• [REQUIRED WORK] Could you restate the data word for word?
───── RECORD SET ─────
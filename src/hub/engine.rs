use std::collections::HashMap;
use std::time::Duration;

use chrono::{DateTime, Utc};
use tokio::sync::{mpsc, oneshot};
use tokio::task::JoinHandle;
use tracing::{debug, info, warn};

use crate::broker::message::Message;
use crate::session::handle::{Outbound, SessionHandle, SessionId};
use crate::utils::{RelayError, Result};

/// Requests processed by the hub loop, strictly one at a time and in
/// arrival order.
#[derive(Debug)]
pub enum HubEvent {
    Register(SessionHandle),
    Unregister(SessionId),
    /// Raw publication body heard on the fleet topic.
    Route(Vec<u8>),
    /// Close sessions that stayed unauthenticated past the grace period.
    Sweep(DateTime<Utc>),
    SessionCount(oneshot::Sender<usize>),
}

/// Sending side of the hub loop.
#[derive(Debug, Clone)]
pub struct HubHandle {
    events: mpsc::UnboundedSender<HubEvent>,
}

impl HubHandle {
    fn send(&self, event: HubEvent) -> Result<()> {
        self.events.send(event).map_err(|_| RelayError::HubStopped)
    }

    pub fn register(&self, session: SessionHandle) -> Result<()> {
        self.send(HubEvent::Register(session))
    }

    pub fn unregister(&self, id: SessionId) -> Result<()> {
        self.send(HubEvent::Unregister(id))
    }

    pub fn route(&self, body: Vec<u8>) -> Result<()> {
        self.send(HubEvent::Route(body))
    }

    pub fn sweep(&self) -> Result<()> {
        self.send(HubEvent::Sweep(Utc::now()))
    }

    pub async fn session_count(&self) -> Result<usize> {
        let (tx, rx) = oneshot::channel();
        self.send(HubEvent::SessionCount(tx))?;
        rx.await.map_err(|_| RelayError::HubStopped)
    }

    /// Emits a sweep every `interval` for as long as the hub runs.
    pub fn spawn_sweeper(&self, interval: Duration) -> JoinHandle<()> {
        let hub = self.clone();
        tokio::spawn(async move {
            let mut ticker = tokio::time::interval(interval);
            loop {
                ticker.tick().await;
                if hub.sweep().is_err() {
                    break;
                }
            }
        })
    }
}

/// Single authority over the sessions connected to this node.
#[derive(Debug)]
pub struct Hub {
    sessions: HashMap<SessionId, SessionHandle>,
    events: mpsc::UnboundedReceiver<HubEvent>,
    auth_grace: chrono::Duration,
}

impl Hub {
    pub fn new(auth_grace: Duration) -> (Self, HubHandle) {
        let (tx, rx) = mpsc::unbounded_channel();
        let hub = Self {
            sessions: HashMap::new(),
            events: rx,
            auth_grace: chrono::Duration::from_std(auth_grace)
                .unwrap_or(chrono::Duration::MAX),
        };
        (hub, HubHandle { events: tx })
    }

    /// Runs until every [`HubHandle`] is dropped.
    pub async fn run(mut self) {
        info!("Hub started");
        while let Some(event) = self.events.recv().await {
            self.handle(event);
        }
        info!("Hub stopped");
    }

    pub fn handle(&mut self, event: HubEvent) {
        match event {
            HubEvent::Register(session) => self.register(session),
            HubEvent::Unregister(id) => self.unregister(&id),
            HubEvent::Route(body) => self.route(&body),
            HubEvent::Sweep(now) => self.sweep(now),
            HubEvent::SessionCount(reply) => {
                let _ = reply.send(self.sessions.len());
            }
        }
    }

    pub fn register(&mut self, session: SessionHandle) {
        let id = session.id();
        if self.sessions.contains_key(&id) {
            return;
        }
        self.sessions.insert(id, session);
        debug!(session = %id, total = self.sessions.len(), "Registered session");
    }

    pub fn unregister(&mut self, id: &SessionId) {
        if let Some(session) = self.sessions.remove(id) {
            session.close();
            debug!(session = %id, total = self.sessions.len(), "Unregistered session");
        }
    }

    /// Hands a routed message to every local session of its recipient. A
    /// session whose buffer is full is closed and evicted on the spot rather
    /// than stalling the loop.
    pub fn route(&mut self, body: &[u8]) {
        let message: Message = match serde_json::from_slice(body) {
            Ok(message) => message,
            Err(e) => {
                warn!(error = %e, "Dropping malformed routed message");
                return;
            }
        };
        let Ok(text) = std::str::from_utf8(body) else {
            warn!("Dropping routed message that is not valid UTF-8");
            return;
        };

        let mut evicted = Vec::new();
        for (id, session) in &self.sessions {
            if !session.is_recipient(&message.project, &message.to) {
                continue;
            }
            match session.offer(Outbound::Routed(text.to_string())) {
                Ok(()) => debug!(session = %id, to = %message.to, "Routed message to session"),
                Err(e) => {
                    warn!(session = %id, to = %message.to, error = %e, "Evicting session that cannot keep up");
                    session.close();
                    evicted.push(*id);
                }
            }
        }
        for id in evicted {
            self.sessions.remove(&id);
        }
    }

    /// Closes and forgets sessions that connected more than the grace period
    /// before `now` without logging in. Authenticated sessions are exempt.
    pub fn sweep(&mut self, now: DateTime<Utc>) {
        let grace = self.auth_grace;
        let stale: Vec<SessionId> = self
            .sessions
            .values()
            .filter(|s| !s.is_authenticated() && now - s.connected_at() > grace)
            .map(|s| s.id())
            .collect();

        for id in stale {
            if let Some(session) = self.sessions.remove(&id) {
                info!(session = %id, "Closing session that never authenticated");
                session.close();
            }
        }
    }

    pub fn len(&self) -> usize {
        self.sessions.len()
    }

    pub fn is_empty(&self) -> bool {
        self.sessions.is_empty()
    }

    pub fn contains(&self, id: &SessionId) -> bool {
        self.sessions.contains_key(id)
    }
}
─────
• [THE ANSWER]
filename src/hub/engine.rs
use std::collections::HashMap;
use std::time::Duration;

use chrono::{DateTime, Utc};
use tokio::sync::{mpsc, oneshot};
use tokio::task::JoinHandle;
use tracing::{debug, info, warn};

use crate::broker::message::Message;
use crate::session::handle::{Outbound, SessionHandle, SessionId};
use crate::utils::{RelayError, Result};

/// Requests processed by the hub loop, strictly one at a time and in
/// arrival order.
#[derive(Debug)]
pub enum HubEvent {
    Register(SessionHandle),
    Unregister(SessionId),
    /// Raw publication body heard on the fleet topic.
    Route(Vec<u8>),
    /// Close sessions that stayed unauthenticated past the grace period.
    Sweep(DateTime<Utc>),
    SessionCount(oneshot::Sender<usize>),
}

/// Sending side of the hub loop.
#[derive(Debug, Clone)]
pub struct HubHandle {
    events: mpsc::UnboundedSender<HubEvent>,
}

impl HubHandle {
    fn send(&self, event: HubEvent) -> Result<()> {
        self.events.send(event).map_err(|_| RelayError::HubStopped)
    }

    pub fn register(&self, session: SessionHandle) -> Result<()> {
        self.send(HubEvent::Register(session))
    }

    pub fn unregister(&self, id: SessionId) -> Result<()> {
        self.send(HubEvent::Unregister(id))
    }

    pub fn route(&self, body: Vec<u8>) -> Result<()> {
        self.send(HubEvent::Route(body))
    }

    pub fn sweep(&self) -> Result<()> {
        self.send(HubEvent::Sweep(Utc::now()))
    }

    pub async fn session_count(&self) -> Result<usize> {
        let (tx, rx) = oneshot::channel();
        self.send(HubEvent::SessionCount(tx))?;
        rx.await.map_err(|_| RelayError::HubStopped)
    }

    /// Emits a sweep every `interval` for as long as the hub runs.
    pub fn spawn_sweeper(&self, interval: Duration) -> JoinHandle<()> {
        let hub = self.clone();
        tokio::spawn(async move {
            let mut ticker = tokio::time::interval(interval);
            loop {
                ticker.tick().await;
                if hub.sweep().is_err() {
                    break;
                }
            }
        })
    }
}

/// Single authority over the sessions connected to this node.
#[derive(Debug)]
pub struct Hub {
    sessions: HashMap<SessionId, SessionHandle>,
    events: mpsc::UnboundedReceiver<HubEvent>,
    auth_grace: chrono::Duration,
}

impl Hub {
    pub fn new(auth_grace: Duration) -> (Self, HubHandle) {
        let (tx, rx) = mpsc::unbounded_channel();
        let hub = Self {
            sessions: HashMap::new(),
            events: rx,
            auth_grace: chrono::Duration::from_std(auth_grace)
                .unwrap_or(chrono::Duration::MAX),
        };
        (hub, HubHandle { events: tx })
    }

    /// Runs until every [`HubHandle`] is dropped.
    pub async fn run(mut self) {
        info!("Hub started");
        while let Some(event) = self.events.recv().await {
            self.handle(event);
        }
        info!("Hub stopped");
    }

    pub fn handle(&mut self, event: HubEvent) {
        match event {
            HubEvent::Register(session) => self.register(session),
            HubEvent::Unregister(id) => self.unregister(&id),
            HubEvent::Route(body) => self.route(&body),
            HubEvent::Sweep(now) => self.sweep(now),
            HubEvent::SessionCount(reply) => {
                let _ = reply.send(self.sessions.len());
            }
        }
    }

    pub fn register(&mut self, session: SessionHandle) {
        let id = session.id();
        if self.sessions.contains_key(&id) {
            return;
        }
        self.sessions.insert(id, session);
        debug!(session = %id, total = self.sessions.len(), "Registered session");
    }

    pub fn unregister(&mut self, id: &SessionId) {
        if let Some(session) = self.sessions.remove(id) {
            session.close();
            debug!(session = %id, total = self.sessions.len(), "Unregistered session");
        }
    }

    /// Hands a routed message to every local session of its recipient. A
    /// session whose buffer is full is closed and evicted on the spot rather
    /// than stalling the loop.
    pub fn route(&mut self, body: &[u8]) {
        let message: Message = match serde_json::from_slice(body) {
            Ok(message) => message,
            Err(e) => {
                warn!(error = %e, "Dropping malformed routed message");
                return;
            }
        };
        let Ok(text) = std::str::from_utf8(body) else {
            warn!("Dropping routed message that is not valid UTF-8");
            return;
        };

        let mut evicted = Vec::new();
        for (id, session) in &self.sessions {
            if !session.is_recipient(&message.project, &message.to) {
                continue;
            }
            match session.offer(Outbound::Routed(text.to_string())) {
                Ok(()) => debug!(session = %id, to = %message.to, "Routed message to session"),
                Err(e) => {
                    warn!(session = %id, to = %message.to, error = %e, "Evicting session that cannot keep up");
                    session.close();
                    evicted.push(*id);
                }
            }
        }
        for id in evicted {
            self.sessions.remove(&id);
        }
    }

    /// Closes and forgets sessions that connected more than the grace period
    /// before `now` without logging in. Authenticated sessions are exempt.
    pub fn sweep(&mut self, now: DateTime<Utc>) {
        let grace = self.auth_grace;
        let stale: Vec<SessionId> = self
            .sessions
            .values()
            .filter(|s| !s.is_authenticated() && now - s.connected_at() > grace)
            .map(|s| s.id())
            .collect();

        for id in stale {
            if let Some(session) = self.sessions.remove(&id) {
                info!(session = %id, "Closing session that never authenticated");
                session.close();
            }
        }
    }

    pub fn len(&self) -> usize {
        self.sessions.len()
    }

    pub fn is_empty(&self) -> bool {
        self.sessions.is_empty()
    }

    pub fn contains(&self, id: &SessionId) -> bool {
        self.sessions.contains_key(id)
    }
}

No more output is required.